Research

On-going Projects

The finite element approach was employed to create a realistic model of a physical bridge. As typical finite element software is unable to incorporate Vehicle Bridge Interaction (VBI), the entire model was developed in MATLAB. Acceleration data was collected for both damaged and undamaged states under dynamic bridge loading, taking into account the Vehicle Bridge Interaction (VBI). The damage was simulated by lowering the modulus of elasticity. Statistical analysis was employed in MATLAB to implement anomaly detection strategies. In order to verify the accuracy of the obtained data, acceleration sensors are being utilized to collect experimental data from a scaled laboratory bridge structure

Sakib, N., & Rana, S. (2023). "Vibration-Based Damage Identification of a Steel Frame Using an Output-Only Algorithm." In Proceedings of the Second International Conference on Advances in Civil Infrastructure and Construction Materials, MIST, Dhaka, Bangladesh (pp. 360)
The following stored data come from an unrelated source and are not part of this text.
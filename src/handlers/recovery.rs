use axum::{
    extract::{Json, State},
    routing::get,
    Router,
};
use serde_json::{json, Value};

use crate::errors::ServiceError;
use crate::handlers::AppState;

/// Scheduler-triggered abandoned-booking sweep
#[utoipa::path(
    get,
    path = "/api/v1/recovery/abandoned",
    responses(
        (status = 200, description = "Sweep result with per-draft outcomes"),
        (status = 503, description = "Database unavailable", body = crate::errors::ErrorResponse)
    ),
    tag = "Recovery"
)]
pub(crate) async fn run_abandoned_sweep(
    State(state): State<AppState>,
) -> Result<Json<Value>, ServiceError> {
    let processed = state.services.recovery.run_sweep().await?;

    if processed.is_empty() {
        return Ok(Json(json!({ "message": "No abandoned drafts found" })));
    }

    Ok(Json(json!({
        "success": true,
        "processed": processed,
    })))
}

pub fn recovery_routes() -> Router<AppState> {
    Router::new().route("/abandoned", get(run_abandoned_sweep))
}
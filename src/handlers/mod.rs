pub mod bookings;
pub mod checkout;
pub mod health;
pub mod recovery;
pub mod webhooks;

use std::sync::Arc;
use std::time::Duration;

use crate::config::AppConfig;
use crate::db::DbPool;
use crate::events::EventSender;
use crate::notifications::{EmailSender, ResendEmailSender};
use crate::payments::iyzico::IyzicoClient;
use crate::payments::turinvoice::{TurinvoiceClient, TurinvoiceConfig};
use crate::payments::PaymentProvider;
use crate::pricing::currency::CurrencyConverter;
use crate::rate_limiter::{RateLimitConfig, RateLimiter};
use crate::services::bookings::{BookingGateway, BookingRepository};
use crate::services::checkout::{CheckoutService, ProviderRegistry};
use crate::services::recovery::RecoveryService;

// Re-export AppState so handler modules can import it as crate::handlers::AppState
pub use crate::AppState;

/// Services layer that encapsulates business logic used by HTTP handlers
#[derive(Clone)]
pub struct AppServices {
    pub checkout: Arc<CheckoutService>,
    pub bookings: Arc<dyn BookingRepository>,
    pub recovery: Arc<RecoveryService>,
    pub rate_limiter: Arc<RateLimiter>,
    pub email: Arc<dyn EmailSender>,
    /// Present only when the TRY invoice provider is configured; the
    /// webhook handler needs its secret check
    pub turinvoice: Option<Arc<TurinvoiceClient>>,
}

impl AppServices {
    pub fn new(db: Arc<DbPool>, config: &AppConfig, event_sender: EventSender) -> Self {
        let gateway: Arc<dyn BookingRepository> = Arc::new(BookingGateway::new(db.clone()));

        let currency = Arc::new(CurrencyConverter::new(
            config.currency_api_url.clone(),
            Duration::from_secs(config.currency_cache_ttl_secs),
        ));

        let iyzico: Arc<dyn PaymentProvider> = Arc::new(IyzicoClient::new(
            config.iyzico_base_url.clone(),
            config.iyzico_api_key.clone(),
            config.iyzico_secret_key.clone(),
        ));

        let turinvoice = config.turinvoice_base_url.clone().map(|base_url| {
            Arc::new(TurinvoiceClient::new(
                TurinvoiceConfig {
                    base_url,
                    login: config.turinvoice_login.clone().unwrap_or_default(),
                    password: config.turinvoice_password.clone().unwrap_or_default(),
                    tenant_id: config.turinvoice_tenant_id.clone(),
                    callback_url: config.turinvoice_callback_url.clone(),
                    webhook_secret: config.turinvoice_secret_key.clone(),
                },
                currency,
            ))
        });

        let turinvoice_provider: Option<Arc<dyn PaymentProvider>> =
            turinvoice.clone().map(|client| {
                let provider: Arc<dyn PaymentProvider> = client;
                provider
            });
        let providers = ProviderRegistry::new(iyzico, turinvoice_provider);

        let tax_rate = rust_decimal::Decimal::try_from(config.default_tax_rate)
            .unwrap_or_else(|_| rust_decimal_macros::dec!(0.20));

        let email: Arc<dyn EmailSender> = Arc::new(ResendEmailSender::new(
            config.email_api_url.clone(),
            config.email_api_key.clone(),
            config.email_from.clone(),
        ));

        let checkout = Arc::new(CheckoutService::new(
            gateway.clone(),
            providers,
            event_sender,
            tax_rate,
        ));

        let recovery = Arc::new(RecoveryService::new(
            gateway.clone(),
            email.clone(),
            config.site_base_url.clone(),
        ));

        let rate_limiter = Arc::new(RateLimiter::new(
            db,
            RateLimitConfig {
                requests_per_window: config.rate_limit_requests_per_window,
                window: Duration::from_secs(config.rate_limit_window_seconds),
            },
        ));

        Self {
            checkout,
            bookings: gateway,
            recovery,
            rate_limiter,
            email,
            turinvoice,
        }
    }
}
Abstract: There are various approaches used by different research groups to identify structures and structural changes, and the success of a certain methodology may depend on the context in which it is applied. Therefore, it is crucial to verify promising methodologies by testing them on different structures and damage cases. The objective of this study is to investigate a statistical pattern recognition-based method of Structural Health Monitoring (SHM) using a laboratory structure. Sophisticated finite element models and traditional modal parameters are not used in the implementation of the statistical pattern recognition techniques, as they require significant user interaction. Instead, the statistical approaches presented in this paper is solely based on the signal analysis of the measured vibration data. This makes this approach attractive for the development of an automated health monitoring system. A large-scale laboratory structure was constructed at the Qatar University structures laboratory, and a large dataset of vibration signals was obtained under several structural damage scenarios. This paper suggests a statistical moments-based technique to identify damage using the vibration signals. The method does not require labor-intensive supervised learning, and only acceleration sensor data is required to detect damage. Overall, the proposed approach has the potential to be a cost-effective and efficient solution for SHM of various infrastructures.


Keywords: Structural health monitoring, statistical pattern recognition, vibration signals, laboratory structures, damage identification, automated system, statistical moment analysis


Sakib, N., Rana, S., & Jafar, S.B. (2023). "A Statistical Pattern Recognition for Structural Health Monitoring Using Vibration Signals." In Proceedings of the International Conference on Planning, Architecture, and Civil Engineering, Rajshahi University of Engineering & Technology, Rajshahi, Bangladesh (pp. 453)

Abstract: Structural health monitoring (SHM) is crucial to detect damage in structures at an early stage, allowing timely maintenance and repair to ensure their safety and longevity. This paper presents a study that investigates the feasibility of using a statistical pattern recognition-based method for SHM using a laboratory structure. The proposed approach relies solely on signal analysis of the measured vibration data, making it cost-effective and attractive for the development of an automated health monitoring system. Unlike traditional SHM methods, the proposed approach does not require labor-intensive tuning, expert knowledge, or extensive training, reducing the time and cost required for SHM. The large-scale laboratory structure at Qatar University provides a unique platform to obtain a large dataset of vibration signals under several structural damage scenarios. The study presents a technique to identify damage using Mahalanobis distance between vibration signals of damaged and undamaged conditions. The proposed approach has the potential to be a practical and efficient solution for SHM in civil, mechanical, and aerospace engineering applications, contributing to the development of reliable and accurate health monitoring systems for structures.


Keywords: Structural health monitoring; Statistical pattern recognition; Vibration analysis; Mahalanobis

distance; Automated monitoring systems.